New Delhi (Mizzima) – Following heavy downpours resulting in severe flooding, houses in a region of Kachin State famous for its jade mines have literally floated away, according to local residents.

Heavy rain, which started on the evening of July 20th, inundated the Ngapyawtaw, Myoma, Ayemyathaya and Mashikataung quarters of the village of Nantmaphyit in Phakant District, washing some five houses away. Only Mohang quarter, situated on high ground, was spared damage, residents said.

“The main road is 150 feet (46 meters) away from the Uru Stream. The flood reached the main road. My shop is about 90 feet (27 meters) away from the Uru Stream. Its height is about 10 feet (3 meters) from the ground. But, the water level reached my knee in my shop,” a tailor, who lives near Uru Stream, told Mizzima.

A resident from Ayemyathaya quarter related, “Many houses have been flooded. We can see flooded fields near Kanbawza Bank in the Ngapyawtaw quarter of Phakant. The water level has increased about six inches (15 centimeters) since yesterday evening. The water level has reached 20 feet (6 meters) above the stream level. It reached my waist in the ground floor of our house.”
Despite the damage, no deaths have thus far been reported.

The state-run newspaper The Mirror stated that as a result of heavy downpours in Phakant, the flooded Nammayang and Uru streams breached the 10 by 10 foot dyke near Gaday Village.

The newspaper also stated that local authorities, soldiers, Red Cross, police and social organizations helped victims to be evacuated from their homes following the floods.

But, a resident from Ayemyathaya contended, “I have not heard that the authorities helped the victims. They gave a boat, which can carry about five people, to each quarter in our area. But, it’s not effective. So, we have difficulty in sending our children to school.”

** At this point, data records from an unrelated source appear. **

//! Chat View - Model (API functions)

use contracts::domain::chat::UploadOutcome;
use contracts::shared::endpoints::ChatEndpoints;
use contracts::shared::error::ApiError;
use gloo_net::http::Request;
use web_sys::{File, FormData};

/// Отправить сообщение в чат-сервис.
///
/// Статус ответа не проверяется: любое прочитанное тело считается ответом
/// и показывается как есть.
pub async fn send_chat_query(endpoints: &ChatEndpoints, message: &str) -> Result<String, ApiError> {
    let response = Request::get(&endpoints.chat_url(message))
        .send()
        .await
        .map_err(|e| ApiError::Transport(format!("Failed to send request: {}", e)))?;

    log::debug!("chat response status {}", response.status());

    response
        .text()
        .await
        .map_err(|e| ApiError::Transport(format!("Failed to read response: {}", e)))
}

/// Загрузить PDF как multipart/form-data.
///
/// Ответ интерпретируется только по классу статуса, тело игнорируется.
pub async fn upload_pdf(endpoints: &ChatEndpoints, file: &File) -> Result<UploadOutcome, ApiError> {
    let form_data = FormData::new().map_err(ApiError::transport)?;
    form_data
        .append_with_blob_and_filename(&endpoints.upload_field, file, &file.name())
        .map_err(ApiError::transport)?;

    let response = Request::post(&endpoints.upload_url())
        .body(form_data)
        .map_err(|e| ApiError::Transport(format!("Failed to build request: {}", e)))?
        .send()
        .await
        .map_err(|e| ApiError::Transport(format!("Failed to send request: {}", e)))?;

    Ok(UploadOutcome::from_status(response.status()))
}
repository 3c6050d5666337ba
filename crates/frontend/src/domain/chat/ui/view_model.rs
//! Chat View - View Model

use super::model::{send_chat_query, upload_pdf};
use contracts::domain::chat::{ChatSession, UploadOutcome};
use contracts::shared::endpoints::ChatEndpoints;
use leptos::prelude::*;
use leptos::task::spawn_local;

#[derive(Clone, Copy)]
pub struct ChatViewVm {
    pub session: RwSignal<ChatSession>,
    pub endpoints: StoredValue<ChatEndpoints>,
}

impl ChatViewVm {
    pub fn new(endpoints: ChatEndpoints) -> Self {
        Self {
            session: RwSignal::new(ChatSession::new()),
            endpoints: StoredValue::new(endpoints),
        }
    }

    pub fn set_draft(&self, text: String) {
        self.session.update(|s| s.composer.draft = text);
    }

    /// Отправить черновик. Пустой черновик или запрос в полёте - ничего не делает.
    pub fn submit_message(&self) {
        let Some(text) = self.session.try_update(|s| s.submit_message()).flatten() else {
            return;
        };

        let session = self.session;
        let endpoints = self.endpoints.get_value();
        spawn_local(async move {
            log::debug!("chat request: {} chars", text.chars().count());
            let result = send_chat_query(&endpoints, &text).await;
            if let Err(e) = &result {
                log::warn!("chat request failed: {}", e);
            }
            session.update(|s| s.finish_chat(result));
        });
    }

    /// Загрузить выбранный файл. Пока идёт предыдущая загрузка - ничего не делает.
    pub fn upload_file(&self, file: web_sys::File) {
        if !self.session.try_update(|s| s.begin_upload()).unwrap_or(false) {
            return;
        }

        let session = self.session;
        let endpoints = self.endpoints.get_value();
        spawn_local(async move {
            let file_name = file.name();
            log::debug!("uploading {} ({} bytes)", file_name, file.size());
            let outcome = match upload_pdf(&endpoints, &file).await {
                Ok(outcome) => outcome,
                Err(e) => {
                    log::warn!("upload of {} failed: {}", file_name, e);
                    UploadOutcome::TransportFailed
                }
            };
            if let UploadOutcome::Rejected { status } = &outcome {
                log::warn!("upload of {} rejected with HTTP {}", file_name, status);
            }
            session.update(|s| s.finish_upload(outcome, &file_name));
        });
    }
}
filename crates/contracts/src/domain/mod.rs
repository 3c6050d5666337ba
pub mod chat;
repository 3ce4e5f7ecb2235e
//! Fixed commentary printed under the charts.
//!
//! The hypothesis tests comparing 2021 with 2022 were run once, outside this program, on the
//! full extract. Their outcomes are reproduced here as text and are not recomputed from whatever
//! file is loaded. Rank tests (Mann-Whitney U) compare distributions, so their rows name the
//! quantity compared rather than its mean.
use std::fmt;

#[derive(Debug, Copy, Clone, Eq, PartialEq)]
pub enum Significance {
    Significant,
    NotSignificant,
}

impl fmt::Display for Significance {
    fn fmt(&self, f: &mut fmt::Formatter) -> fmt::Result {
        match self {
            Significance::Significant => f.write_str("significant"),
            Significance::NotSignificant => f.write_str("not significant"),
        }
    }
}

/// One row of the hypothesis test table.
#[derive(Debug, Copy, Clone)]
pub struct TestOutcome {
    pub parameter: &'static str,
    pub test: &'static str,
    pub p_value: &'static str,
    pub significance: Significance,
    pub interpretation: &'static str,
}

/// Significance level used for every test in the table.
pub const ALPHA: &str = "0.05";

pub const TEST_OUTCOMES: [TestOutcome; 8] = [
    TestOutcome {
        parameter: "Sex distribution",
        test: "Chi-squared",
        p_value: "< 0.001",
        significance: Significance::Significant,
        interpretation: "The share of women among patients grew in 2022.",
    },
    TestOutcome {
        parameter: "Age group distribution",
        test: "Chi-squared",
        p_value: "< 0.001",
        significance: Significance::Significant,
        interpretation: "The age structure changed, driven by growth of the 19-35 group.",
    },
    TestOutcome {
        parameter: "Patient age",
        test: "Mann-Whitney U",
        p_value: "0.127",
        significance: Significance::NotSignificant,
        interpretation: "The typical patient is about the same age in both years.",
    },
    TestOutcome {
        parameter: "Visits per month",
        test: "Mann-Whitney U",
        p_value: "0.003",
        significance: Significance::Significant,
        interpretation: "Monthly visit volume is higher in 2022.",
    },
    TestOutcome {
        parameter: "Visits per patient",
        test: "Mann-Whitney U",
        p_value: "0.412",
        significance: Significance::NotSignificant,
        interpretation: "Patients came back about as often in both years.",
    },
    TestOutcome {
        parameter: "Services per visit",
        test: "Mann-Whitney U",
        p_value: "0.268",
        significance: Significance::NotSignificant,
        interpretation: "A visit includes a similar number of services in both years.",
    },
    TestOutcome {
        parameter: "Visit cost",
        test: "Mann-Whitney U",
        p_value: "< 0.001",
        significance: Significance::Significant,
        interpretation: "Visit costs shifted upwards in 2022.",
    },
    TestOutcome {
        parameter: "Share of primary appointments",
        test: "Chi-squared",
        p_value: "0.018",
        significance: Significance::Significant,
        interpretation: "Primary appointments took a larger share of all services in 2022.",
    },
];

/// A numbered finding with a short heading.
#[derive(Debug, Copy, Clone)]
pub struct Conclusion {
    pub heading: &'static str,
    pub lines: &'static [&'static str],
}

pub const CONCLUSIONS: [Conclusion; 4] = [
    Conclusion {
        heading: "Distribution by sex",
        lines: &["Women make up most of the patients, and their share grew noticeably in 2022."],
    },
    Conclusion {
        heading: "Distribution by age",
        lines: &[
            "Most patients are in the 19-35 and 36-50 groups.",
            "The 19-35 group grew the most.",
        ],
    },
    Conclusion {
        heading: "Visit dynamics",
        lines: &[
            "April and July have the most visits.",
            "Overall, there were clearly more visits in 2022 than in 2021.",
        ],
    },
    Conclusion {
        heading: "Service popularity",
        lines: &["The primary appointment is the most requested service."],
    },
];
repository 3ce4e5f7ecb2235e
use clap::Parser;
use clinic_visit_report::{header, report::print_demographics, Metrics, Visits};
use qu::ick_use::*;

#[derive(Parser)]
struct Opt {
    /// Visits workbook (`.xlsx`) or CSV export.
    #[clap(default_value = "data/visits.xlsx")]
    input: String,
}

#[qu::ick]
pub fn main(opt: Opt) -> Result {
    let visits = Visits::load(&opt.input)?;
    let metrics = Metrics::calculate(&visits);

    header("Data stats");
    let summary = visits.load_summary();
    println!("rows read: {}", summary.rows_read);
    println!("duplicate rows removed: {}", summary.duplicates_dropped);
    if let Some(date) = visits.iter().map(|v| v.service_date).min() {
        println!("earliest visit: {}", date);
    }
    if let Some(date) = visits.iter().map(|v| v.service_date).max() {
        println!("latest visit: {}", date);
    }
    println!("unique patients: {}", metrics.unique_patients);
    println!("unique visits: {}", metrics.unique_visits);

    print_demographics(&metrics);
    Ok(())
}
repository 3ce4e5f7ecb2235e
//! Turning metrics into the finished report.
//!
//! The report exists in two forms. The HTML page holds the title, summary lines, four charts and
//! the narrative block. The terminal form holds the same numbers as text tables.
use crate::{
    chart::{BarChart, Orientation, Series},
    metrics::{ByYear, Metrics},
    narrative::{CONCLUSIONS, TEST_OUTCOMES},
    narrative::TestOutcome,
    util::{header, path_exists, HtmlTable},
    LoadSummary, ReportConfig,
};
use itertools::Itertools;
use qu::ick_use::*;
use serde::Serialize;
use std::{fmt::Write as _, fs, io, path::Path};
use term_data_table::{Cell, Row, Table};

/// Everything needed to render the report once.
pub struct Report<'a> {
    pub config: &'a ReportConfig,
    pub metrics: &'a Metrics,
    pub load_summary: &'a LoadSummary,
}

/// What ends up in the JSON summary file.
#[derive(Serialize)]
struct JsonSummary<'a> {
    load: &'a LoadSummary,
    metrics: &'a Metrics,
}

impl<'a> Report<'a> {
    pub fn new(config: &'a ReportConfig, metrics: &'a Metrics, load_summary: &'a LoadSummary) -> Self {
        Self {
            config,
            metrics,
            load_summary,
        }
    }

    fn years_label(&self) -> String {
        self.metrics.years.iter().join(" vs ")
    }

    /// Grouped bar chart of rows by sex, one bar per year.
    pub fn sex_chart(&self) -> BarChart {
        let chart = BarChart::new(
            format!("Patients by sex ({})", self.years_label()),
            Orientation::Vertical,
        )
        .with_labels("Sex", "Number of patients");
        self.grouped_by_year(chart, &self.metrics.sex_by_year, &self.config.year_palette)
    }

    /// Grouped bar chart of rows by age group, one bar per year.
    pub fn age_chart(&self) -> BarChart {
        let chart = BarChart::new(
            format!("Patients by age group ({})", self.years_label()),
            Orientation::Vertical,
        )
        .with_labels("Age group", "Number of patients")
        .with_rotated_labels();
        self.grouped_by_year(chart, &self.metrics.age_by_year, &self.config.age_palette)
    }

    /// Rows per month, in calendar order.
    pub fn monthly_chart(&self) -> BarChart {
        let months = &self.metrics.monthly_distribution;
        BarChart::new("Visits by month", Orientation::Vertical)
            .with_labels("Month", "Number of visits")
            .with_categories(months.keys())
            .with_series(Series::new(
                "",
                self.config.monthly_color.clone(),
                months.values().copied().collect(),
            ))
            .with_rotated_labels()
            .with_size(self.config.chart_width, self.config.chart_height)
            .with_opacity(self.config.bar_opacity)
    }

    /// The most requested services, most frequent at the top.
    pub fn top_services_chart(&self) -> BarChart {
        let top = &self.metrics.top_services;
        BarChart::new(
            format!("Top {} most requested services", top.len()),
            Orientation::Horizontal,
        )
        .with_labels("Services provided", "")
        .with_categories(top.iter().map(|s| &s.name))
        .with_series(Series {
            name: String::new(),
            colors: self.config.services_palette.clone(),
            values: top.iter().map(|s| s.count).collect(),
        })
        .with_size(self.config.chart_width, self.config.chart_height)
        .with_opacity(self.config.bar_opacity)
    }

    fn grouped_by_year<K>(&self, chart: BarChart, table: &ByYear<K>, palette: &[String]) -> BarChart
    where
        K: Ord + Copy + std::fmt::Display,
    {
        let mut chart = chart
            .with_legend("Year")
            .with_categories(table.categories.iter())
            .with_size(self.config.chart_width, self.config.chart_height)
            .with_opacity(self.config.bar_opacity);
        for (idx, &year) in table.years.iter().enumerate() {
            let color = palette
                .get(idx % palette.len().max(1))
                .cloned()
                .unwrap_or_else(|| "#808080".into());
            let values = table
                .categories
                .iter()
                .map(|&category| table.get(year, category))
                .collect();
            chart = chart.with_series(Series::new(year.to_string(), color, values));
        }
        chart
    }

    /// Render the whole page as a standalone HTML document.
    pub fn to_html(&self) -> Result<String> {
        let mut out = String::from("<!DOCTYPE html>\n<html lang=\"en\"><head><meta charset=\"utf-8\"><title>");
        html_escape::encode_text_to_string(&self.config.title, &mut out);
        out.push_str("</title>");
        out.push_str(STYLE);
        out.push_str("</head><body>");

        out.push_str("<header");
        if let Some(image) = &self.config.header_image {
            out.push_str(" style=\"background-image:url('");
            html_escape::encode_double_quoted_attribute_to_string(
                html_escape::encode_single_quoted_attribute(image),
                &mut out,
            );
            out.push_str("')\"");
        }
        out.push_str("><h1>");
        html_escape::encode_text_to_string(&self.config.title, &mut out);
        out.push_str("</h1></header><main>");

        out.push_str("<p>");
        html_escape::encode_text_to_string(&self.config.intro, &mut out);
        out.push_str("</p>");

        out.push_str("<section class=\"summary\">");
        for line in self.summary_lines() {
            out.push_str("<p>");
            html_escape::encode_text_to_string(&line, &mut out);
            out.push_str("</p>");
        }
        out.push_str("</section>");

        for chart in [
            self.sex_chart(),
            self.age_chart(),
            self.monthly_chart(),
            self.top_services_chart(),
        ] {
            out.push_str("<figure>");
            out.push_str(
                &chart
                    .to_svg()
                    .with_context(|| format!("drawing \"{}\"", chart.title))?,
            );
            out.push_str("</figure>");
        }

        out.push_str("<h2>Hypothesis tests</h2>");
        let _ = write!(
            out,
            "<p>Comparison of the two years at a significance level of {}.</p>",
            crate::narrative::ALPHA
        );
        HtmlTable::new(TEST_OUTCOMES, |t: &TestOutcome, _| {
            (t.parameter, t.test, t.p_value, t.significance, t.interpretation)
        })
        .with_headers([
            "Parameter",
            "Test",
            "p-value",
            "Result",
            "Interpretation",
        ])
        .write_html(&mut out);

        out.push_str("<h2>Key findings</h2><ol>");
        for conclusion in CONCLUSIONS {
            out.push_str("<li><strong>");
            html_escape::encode_text_to_string(conclusion.heading, &mut out);
            out.push_str(":</strong>");
            for line in conclusion.lines {
                out.push_str("<br>");
                html_escape::encode_text_to_string(line, &mut out);
            }
            out.push_str("</li>");
        }
        out.push_str("</ol></main></body></html>\n");
        Ok(out)
    }

    /// The three headline numbers.
    pub fn summary_lines(&self) -> [String; 3] {
        [
            format!("Unique patients: {}", self.metrics.unique_patients),
            format!("Unique services: {}", self.metrics.unique_services),
            format!("Unique visits: {}", self.metrics.unique_visits),
        ]
    }

    /// Print the report as text tables.
    pub fn print_terminal(&self) {
        header(&self.config.title);
        println!(
            "{} rows loaded, {} duplicate rows removed",
            self.load_summary.rows_read, self.load_summary.duplicates_dropped
        );
        for line in self.summary_lines() {
            println!("{}", line);
        }
        print_demographics(self.metrics);

        header("Top services");
        let mut table = count_table("Service");
        for service in &self.metrics.top_services {
            add_count_row(&mut table, &service.name, service.count, self.metrics.total_rows);
        }
        println!("{}", table);

        header("Hypothesis tests");
        let mut table = Table::new().with_row(
            Row::new()
                .with_cell(Cell::from("Parameter"))
                .with_cell(Cell::from("p-value"))
                .with_cell(Cell::from("Result"))
                .with_cell(Cell::from("Interpretation")),
        );
        for t in TEST_OUTCOMES.iter() {
            table.add_row(
                Row::new()
                    .with_cell(Cell::from(t.parameter))
                    .with_cell(Cell::from(t.p_value))
                    .with_cell(Cell::from(t.significance.to_string()))
                    .with_cell(Cell::from(t.interpretation)),
            );
        }
        println!("{}", table);

        header("Key findings");
        for (idx, conclusion) in CONCLUSIONS.iter().enumerate() {
            println!("{}. {}:", idx + 1, conclusion.heading);
            for line in conclusion.lines {
                println!("   {}", line);
            }
        }
    }

    pub fn write_html(&self, path: impl AsRef<Path>) -> Result {
        let path = path.as_ref();
        write_file(path, self.to_html()?.as_bytes())
            .with_context(|| format!("unable to write report to \"{}\"", path.display()))?;
        event!(Level::INFO, "wrote report to \"{}\"", path.display());
        Ok(())
    }

    pub fn write_json(&self, path: impl AsRef<Path>) -> Result {
        let path = path.as_ref();
        let json = serde_json::to_vec_pretty(&JsonSummary {
            load: self.load_summary,
            metrics: self.metrics,
        })?;
        write_file(path, &json)
            .with_context(|| format!("unable to write summary to \"{}\"", path.display()))?;
        event!(Level::INFO, "wrote summary to \"{}\"", path.display());
        Ok(())
    }
}

/// Print the sex, age group and month tables.
pub fn print_demographics(metrics: &Metrics) {
    let total = metrics.total_rows;

    header("Sexes");
    let mut table = count_table("Sex");
    for (sex, count) in &metrics.sex_distribution {
        add_count_row(&mut table, sex, *count, total);
    }
    println!("{}", table);
    print_by_year("Sex by year", "Sex", &metrics.sex_by_year);

    header("Ages");
    let mut table = count_table("Age group");
    for c in &metrics.age_distribution {
        add_count_row(&mut table, c.age_group, c.count, total);
    }
    add_count_row(
        &mut table,
        crate::age::UNKNOWN_AGE_LABEL,
        metrics.unknown_age,
        total,
    );
    println!("{}", table);
    print_by_year("Age group by year", "Age group", &metrics.age_by_year);

    header("Months");
    let mut table = count_table("Month");
    for (month, count) in &metrics.monthly_distribution {
        add_count_row(&mut table, month, *count, total);
    }
    println!("{}", table);
}

fn print_by_year<K>(title: &str, label: &'static str, table: &ByYear<K>)
where
    K: Ord + Copy + std::fmt::Display,
{
    header(title);
    let head = table
        .years
        .iter()
        .fold(Row::new().with_cell(Cell::from(label)), |row, year| {
            row.with_cell(Cell::from(year.to_string()))
        });
    let mut out = Table::new().with_row(head);
    for &category in &table.categories {
        let row = table.years.iter().fold(
            Row::new().with_cell(Cell::from(category.to_string())),
            |row, &year| row.with_cell(Cell::from(table.get(year, category).to_string())),
        );
        out.add_row(row);
    }
    println!("{}", out);
}

fn count_table(label: &'static str) -> Table {
    Table::new().with_row(
        Row::new()
            .with_cell(Cell::from(label))
            .with_cell(Cell::from("Count"))
            .with_cell(Cell::from("Percentage")),
    )
}

fn add_count_row(table: &mut Table, label: impl std::fmt::Display, count: usize, total: usize) {
    table.add_row(
        Row::new()
            .with_cell(Cell::from(label.to_string()))
            .with_cell(Cell::from(count.to_string()))
            .with_cell(Cell::from(format!("{:.1}%", percent(count, total)))),
    );
}

fn percent(count: usize, total: usize) -> f64 {
    if total == 0 {
        0.
    } else {
        count as f64 / total as f64 * 100.
    }
}

fn write_file(path: &Path, contents: &[u8]) -> io::Result<()> {
    if let Some(parent) = path.parent() {
        if !parent.as_os_str().is_empty() {
            fs::create_dir_all(parent)?;
        }
    }
    if path_exists(path)? {
        event!(
            Level::WARN,
            "overwriting existing file at \"{}\"",
            path.display()
        );
    }
    fs::write(path, contents)
}

const STYLE: &str = r#"<style>
body { font-family: sans-serif; margin: 0; color: #222; }
header { background-color: #2f4f6f; background-size: cover; background-position: center; color: white; padding: 2rem; text-align: center; min-height: 120px; }
header h1 { font-size: 24px; margin: 0; }
main { max-width: 960px; margin: 0 auto; padding: 1rem 2rem 3rem; }
figure { margin: 1.5rem 0; }
table { border-collapse: collapse; margin: 1rem 0; }
th, td { border: 1px solid #bbb; padding: 4px 8px; text-align: left; vertical-align: top; }
</style>"#;

/// Check that counts add up before rendering.
pub fn check_consistency(metrics: &Metrics) -> Result {
    let bucketed: usize = metrics.age_distribution.iter().map(|c| c.count).sum();
    ensure!(
        bucketed + metrics.unknown_age == metrics.total_rows,
        "age group counts ({} + {} unknown) do not add up to {} rows",
        bucketed,
        metrics.unknown_age,
        metrics.total_rows
    );
    let by_sex: usize = metrics.sex_distribution.values().sum();
    ensure!(
        by_sex == metrics.total_rows,
        "sex counts ({}) do not add up to {} rows",
        by_sex,
        metrics.total_rows
    );
    if metrics.years.len() != 2 {
        event!(
            Level::WARN,
            "expected two years of data, found {:?}",
            metrics.years
        );
    }
    Ok(())
}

Another resident from Ngapyawtaw further said, “I think the authorities should arrange food for the victims. It’s not a burdensome task for them. But, they don’t. For me, it’s no problem because I’m from the middle class. But, there are many poor people in our area. The grassroots people from the nearby area of Phakant and Uru Stream are encountering many problems.”

According to observations recorded at 9:00 a.m. yesterday by the Department of Metrology and Hydrology, the amount of rainfall recorded was 2.05 inches in Myitkyina and 1.57 inches in Homemalin, according to the state-run media.

Five jade mining companies, including Max Myanmar and Ever, previously dumped earth from mines into the Nammayang and Uru streams, exacerbating the consequences of the rainfall, according to local residents.

On July 4th of last year, 30 people died as a result of mudslides near Uru Stream, with another 20 killed by mudslides following heavy rains in late July 2008.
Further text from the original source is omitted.